Your goal: Among the records, find the lines that hold the string "validate" and return them.

[Opening Dataset records section]

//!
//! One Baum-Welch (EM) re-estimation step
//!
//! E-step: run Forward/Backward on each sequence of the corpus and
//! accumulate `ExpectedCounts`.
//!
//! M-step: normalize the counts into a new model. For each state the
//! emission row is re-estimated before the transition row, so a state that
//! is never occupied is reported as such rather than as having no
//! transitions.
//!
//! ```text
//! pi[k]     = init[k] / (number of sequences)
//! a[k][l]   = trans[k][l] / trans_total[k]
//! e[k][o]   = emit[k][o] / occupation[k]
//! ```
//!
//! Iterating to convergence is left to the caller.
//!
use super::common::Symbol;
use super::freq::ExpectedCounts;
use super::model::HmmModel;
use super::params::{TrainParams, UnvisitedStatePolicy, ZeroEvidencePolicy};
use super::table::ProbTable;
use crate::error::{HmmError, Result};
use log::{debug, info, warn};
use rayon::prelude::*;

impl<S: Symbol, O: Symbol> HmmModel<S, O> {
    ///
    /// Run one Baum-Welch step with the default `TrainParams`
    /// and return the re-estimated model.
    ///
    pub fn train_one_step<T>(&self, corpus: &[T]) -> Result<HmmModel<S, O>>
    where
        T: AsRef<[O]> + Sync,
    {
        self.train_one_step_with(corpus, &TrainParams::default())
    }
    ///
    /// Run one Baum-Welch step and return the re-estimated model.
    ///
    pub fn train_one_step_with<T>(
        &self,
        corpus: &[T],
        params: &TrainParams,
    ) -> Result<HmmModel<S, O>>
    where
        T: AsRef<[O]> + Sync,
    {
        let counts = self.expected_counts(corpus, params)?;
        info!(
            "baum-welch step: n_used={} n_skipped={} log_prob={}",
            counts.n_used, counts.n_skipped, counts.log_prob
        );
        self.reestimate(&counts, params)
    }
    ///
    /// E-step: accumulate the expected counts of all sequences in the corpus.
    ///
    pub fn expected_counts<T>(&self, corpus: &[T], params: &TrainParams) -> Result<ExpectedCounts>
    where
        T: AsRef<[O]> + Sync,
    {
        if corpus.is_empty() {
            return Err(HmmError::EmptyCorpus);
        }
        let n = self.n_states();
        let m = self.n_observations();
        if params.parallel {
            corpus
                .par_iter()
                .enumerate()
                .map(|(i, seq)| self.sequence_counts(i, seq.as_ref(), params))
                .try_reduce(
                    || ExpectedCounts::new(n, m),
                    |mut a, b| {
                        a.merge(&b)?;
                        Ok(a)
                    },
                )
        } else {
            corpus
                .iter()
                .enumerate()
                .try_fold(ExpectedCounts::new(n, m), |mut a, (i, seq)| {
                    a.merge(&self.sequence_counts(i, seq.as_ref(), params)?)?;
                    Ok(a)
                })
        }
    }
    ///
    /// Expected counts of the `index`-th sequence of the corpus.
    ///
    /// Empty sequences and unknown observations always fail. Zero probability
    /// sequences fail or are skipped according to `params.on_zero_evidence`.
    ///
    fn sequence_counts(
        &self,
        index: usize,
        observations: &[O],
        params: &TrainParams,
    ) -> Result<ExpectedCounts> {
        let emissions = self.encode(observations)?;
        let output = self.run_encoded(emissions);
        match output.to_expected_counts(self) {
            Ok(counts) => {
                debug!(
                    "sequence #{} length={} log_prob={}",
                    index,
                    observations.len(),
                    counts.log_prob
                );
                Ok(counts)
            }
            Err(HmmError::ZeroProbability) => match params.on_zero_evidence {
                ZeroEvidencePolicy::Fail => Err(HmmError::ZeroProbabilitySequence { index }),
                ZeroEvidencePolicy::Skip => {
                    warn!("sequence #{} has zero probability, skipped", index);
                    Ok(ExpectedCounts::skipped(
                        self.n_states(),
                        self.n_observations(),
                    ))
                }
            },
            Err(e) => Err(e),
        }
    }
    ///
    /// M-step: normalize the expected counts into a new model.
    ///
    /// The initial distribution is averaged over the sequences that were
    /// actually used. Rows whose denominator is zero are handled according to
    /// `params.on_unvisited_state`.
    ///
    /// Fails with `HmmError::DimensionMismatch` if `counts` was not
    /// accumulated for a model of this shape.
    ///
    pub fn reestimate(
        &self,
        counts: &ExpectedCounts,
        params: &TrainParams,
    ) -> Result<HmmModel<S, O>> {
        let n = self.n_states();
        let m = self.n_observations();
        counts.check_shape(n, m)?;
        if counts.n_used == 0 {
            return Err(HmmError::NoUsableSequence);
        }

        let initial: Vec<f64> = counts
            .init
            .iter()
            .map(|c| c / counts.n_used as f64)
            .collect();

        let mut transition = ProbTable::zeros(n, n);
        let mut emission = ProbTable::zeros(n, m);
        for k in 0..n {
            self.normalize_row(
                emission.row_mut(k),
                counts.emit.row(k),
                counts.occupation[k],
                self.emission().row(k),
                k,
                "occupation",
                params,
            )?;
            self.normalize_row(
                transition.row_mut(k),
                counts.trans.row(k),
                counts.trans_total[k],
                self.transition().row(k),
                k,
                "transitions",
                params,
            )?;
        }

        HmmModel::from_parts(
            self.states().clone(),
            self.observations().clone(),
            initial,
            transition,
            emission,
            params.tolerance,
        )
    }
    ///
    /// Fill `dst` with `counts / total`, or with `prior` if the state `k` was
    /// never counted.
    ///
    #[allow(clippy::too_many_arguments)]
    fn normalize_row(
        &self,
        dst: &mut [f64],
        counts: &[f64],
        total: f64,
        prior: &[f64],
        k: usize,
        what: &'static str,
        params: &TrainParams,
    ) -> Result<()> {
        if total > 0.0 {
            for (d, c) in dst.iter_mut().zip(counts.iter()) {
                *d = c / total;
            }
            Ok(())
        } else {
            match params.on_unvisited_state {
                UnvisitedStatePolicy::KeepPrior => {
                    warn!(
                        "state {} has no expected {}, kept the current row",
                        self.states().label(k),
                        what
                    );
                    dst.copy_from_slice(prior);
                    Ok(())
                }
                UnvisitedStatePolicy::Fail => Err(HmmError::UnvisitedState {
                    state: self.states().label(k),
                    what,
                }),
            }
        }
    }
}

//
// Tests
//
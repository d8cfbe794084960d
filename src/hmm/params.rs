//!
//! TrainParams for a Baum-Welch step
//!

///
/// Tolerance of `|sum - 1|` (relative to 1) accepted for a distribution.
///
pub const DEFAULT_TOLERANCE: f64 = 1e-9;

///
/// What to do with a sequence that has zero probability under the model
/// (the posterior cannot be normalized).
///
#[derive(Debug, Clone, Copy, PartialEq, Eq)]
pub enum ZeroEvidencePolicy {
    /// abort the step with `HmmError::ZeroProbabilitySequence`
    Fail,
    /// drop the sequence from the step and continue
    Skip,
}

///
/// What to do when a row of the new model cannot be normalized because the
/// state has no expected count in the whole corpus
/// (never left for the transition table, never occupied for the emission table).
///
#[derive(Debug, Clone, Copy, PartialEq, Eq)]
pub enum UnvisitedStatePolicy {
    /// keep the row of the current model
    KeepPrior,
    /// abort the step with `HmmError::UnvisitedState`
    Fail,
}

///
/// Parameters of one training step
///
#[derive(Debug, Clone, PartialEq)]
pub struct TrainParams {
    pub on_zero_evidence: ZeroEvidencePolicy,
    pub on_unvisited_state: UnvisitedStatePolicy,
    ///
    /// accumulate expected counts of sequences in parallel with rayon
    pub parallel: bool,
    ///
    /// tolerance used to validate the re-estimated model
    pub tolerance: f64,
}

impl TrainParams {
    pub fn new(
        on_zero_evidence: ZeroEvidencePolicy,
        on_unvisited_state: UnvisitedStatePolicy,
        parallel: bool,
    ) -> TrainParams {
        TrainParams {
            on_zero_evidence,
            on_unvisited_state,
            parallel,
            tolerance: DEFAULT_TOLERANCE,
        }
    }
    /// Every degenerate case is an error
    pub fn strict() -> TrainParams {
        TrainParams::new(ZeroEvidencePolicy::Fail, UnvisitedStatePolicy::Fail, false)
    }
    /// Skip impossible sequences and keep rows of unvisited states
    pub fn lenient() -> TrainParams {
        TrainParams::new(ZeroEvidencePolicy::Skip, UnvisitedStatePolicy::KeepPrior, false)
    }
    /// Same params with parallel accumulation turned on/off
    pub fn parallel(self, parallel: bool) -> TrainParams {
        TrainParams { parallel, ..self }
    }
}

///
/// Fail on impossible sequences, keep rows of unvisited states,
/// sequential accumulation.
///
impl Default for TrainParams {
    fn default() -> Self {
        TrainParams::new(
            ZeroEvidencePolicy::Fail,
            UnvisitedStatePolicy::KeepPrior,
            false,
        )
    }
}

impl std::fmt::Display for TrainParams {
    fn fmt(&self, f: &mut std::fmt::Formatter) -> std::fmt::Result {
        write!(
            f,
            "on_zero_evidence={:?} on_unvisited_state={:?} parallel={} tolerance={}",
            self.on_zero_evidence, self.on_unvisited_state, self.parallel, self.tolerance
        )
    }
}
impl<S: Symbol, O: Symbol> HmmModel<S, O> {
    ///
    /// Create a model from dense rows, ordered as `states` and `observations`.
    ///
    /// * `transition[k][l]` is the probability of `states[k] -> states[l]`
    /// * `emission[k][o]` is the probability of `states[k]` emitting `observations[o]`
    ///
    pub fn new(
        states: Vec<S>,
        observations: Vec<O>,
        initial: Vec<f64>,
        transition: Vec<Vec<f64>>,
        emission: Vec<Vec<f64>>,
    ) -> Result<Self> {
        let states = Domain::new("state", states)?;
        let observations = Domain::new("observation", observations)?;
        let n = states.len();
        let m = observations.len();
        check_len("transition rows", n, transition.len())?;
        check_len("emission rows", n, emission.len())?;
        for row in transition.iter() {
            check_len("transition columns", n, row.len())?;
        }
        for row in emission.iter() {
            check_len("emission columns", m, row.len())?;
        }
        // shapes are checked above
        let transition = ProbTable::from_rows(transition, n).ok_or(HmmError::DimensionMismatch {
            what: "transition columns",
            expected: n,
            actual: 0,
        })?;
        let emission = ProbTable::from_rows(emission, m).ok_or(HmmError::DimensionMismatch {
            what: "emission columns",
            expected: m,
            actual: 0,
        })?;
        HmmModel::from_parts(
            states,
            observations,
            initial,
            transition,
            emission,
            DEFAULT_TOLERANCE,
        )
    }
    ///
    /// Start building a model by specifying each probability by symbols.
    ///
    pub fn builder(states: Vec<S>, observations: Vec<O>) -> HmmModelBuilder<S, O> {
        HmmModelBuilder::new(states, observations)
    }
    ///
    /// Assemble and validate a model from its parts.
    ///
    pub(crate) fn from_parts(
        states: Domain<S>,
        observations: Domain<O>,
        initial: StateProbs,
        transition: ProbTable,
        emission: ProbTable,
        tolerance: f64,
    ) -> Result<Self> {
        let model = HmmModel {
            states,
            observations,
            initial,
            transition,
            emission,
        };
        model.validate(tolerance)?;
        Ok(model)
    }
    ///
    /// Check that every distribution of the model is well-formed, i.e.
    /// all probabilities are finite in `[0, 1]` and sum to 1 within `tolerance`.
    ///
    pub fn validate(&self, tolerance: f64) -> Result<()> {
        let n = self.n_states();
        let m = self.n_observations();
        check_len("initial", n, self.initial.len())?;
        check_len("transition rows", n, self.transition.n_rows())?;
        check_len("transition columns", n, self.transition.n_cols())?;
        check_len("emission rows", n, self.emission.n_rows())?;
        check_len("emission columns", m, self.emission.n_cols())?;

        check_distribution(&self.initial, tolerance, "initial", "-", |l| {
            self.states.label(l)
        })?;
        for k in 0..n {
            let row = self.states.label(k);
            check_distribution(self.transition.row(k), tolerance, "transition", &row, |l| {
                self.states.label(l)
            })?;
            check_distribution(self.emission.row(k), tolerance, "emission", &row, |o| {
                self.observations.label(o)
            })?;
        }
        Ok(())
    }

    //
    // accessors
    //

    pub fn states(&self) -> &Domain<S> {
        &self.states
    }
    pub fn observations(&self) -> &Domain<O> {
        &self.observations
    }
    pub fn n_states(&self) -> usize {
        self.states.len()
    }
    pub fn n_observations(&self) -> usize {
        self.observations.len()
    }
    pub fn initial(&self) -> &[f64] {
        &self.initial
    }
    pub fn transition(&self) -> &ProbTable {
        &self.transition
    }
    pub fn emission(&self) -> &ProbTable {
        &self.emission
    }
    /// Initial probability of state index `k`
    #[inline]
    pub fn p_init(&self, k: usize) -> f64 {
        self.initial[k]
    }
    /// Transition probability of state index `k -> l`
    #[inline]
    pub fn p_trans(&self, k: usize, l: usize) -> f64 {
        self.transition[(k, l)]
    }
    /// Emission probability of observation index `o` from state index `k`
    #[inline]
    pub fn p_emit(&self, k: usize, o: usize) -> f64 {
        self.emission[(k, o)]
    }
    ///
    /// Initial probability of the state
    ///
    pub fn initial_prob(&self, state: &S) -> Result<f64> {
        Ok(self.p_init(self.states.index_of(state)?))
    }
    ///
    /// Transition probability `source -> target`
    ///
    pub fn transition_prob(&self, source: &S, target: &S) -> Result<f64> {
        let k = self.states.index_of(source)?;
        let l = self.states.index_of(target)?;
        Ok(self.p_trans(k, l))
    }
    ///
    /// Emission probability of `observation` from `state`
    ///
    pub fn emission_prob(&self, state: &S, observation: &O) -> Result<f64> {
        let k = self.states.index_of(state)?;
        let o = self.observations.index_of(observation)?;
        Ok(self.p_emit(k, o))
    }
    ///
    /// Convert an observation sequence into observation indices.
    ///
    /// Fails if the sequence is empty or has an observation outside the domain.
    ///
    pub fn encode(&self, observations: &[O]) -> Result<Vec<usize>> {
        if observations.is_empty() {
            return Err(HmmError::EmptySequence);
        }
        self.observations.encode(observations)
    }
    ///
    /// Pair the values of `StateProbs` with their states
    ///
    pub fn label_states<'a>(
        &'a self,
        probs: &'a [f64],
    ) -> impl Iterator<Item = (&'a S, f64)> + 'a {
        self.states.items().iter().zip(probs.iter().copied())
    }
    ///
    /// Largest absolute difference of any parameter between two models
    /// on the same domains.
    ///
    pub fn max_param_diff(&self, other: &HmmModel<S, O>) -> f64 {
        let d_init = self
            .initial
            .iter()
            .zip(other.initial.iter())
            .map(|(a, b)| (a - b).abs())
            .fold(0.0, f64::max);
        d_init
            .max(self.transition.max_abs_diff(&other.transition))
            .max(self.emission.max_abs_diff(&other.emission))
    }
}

[Closing Dataset records section]

Written reply:
    /// tolerance used to validate the re-estimated model
    /// Assemble and validate a model from its parts.
        model.validate(tolerance)?;
    pub fn validate(&self, tolerance: f64) -> Result<()> {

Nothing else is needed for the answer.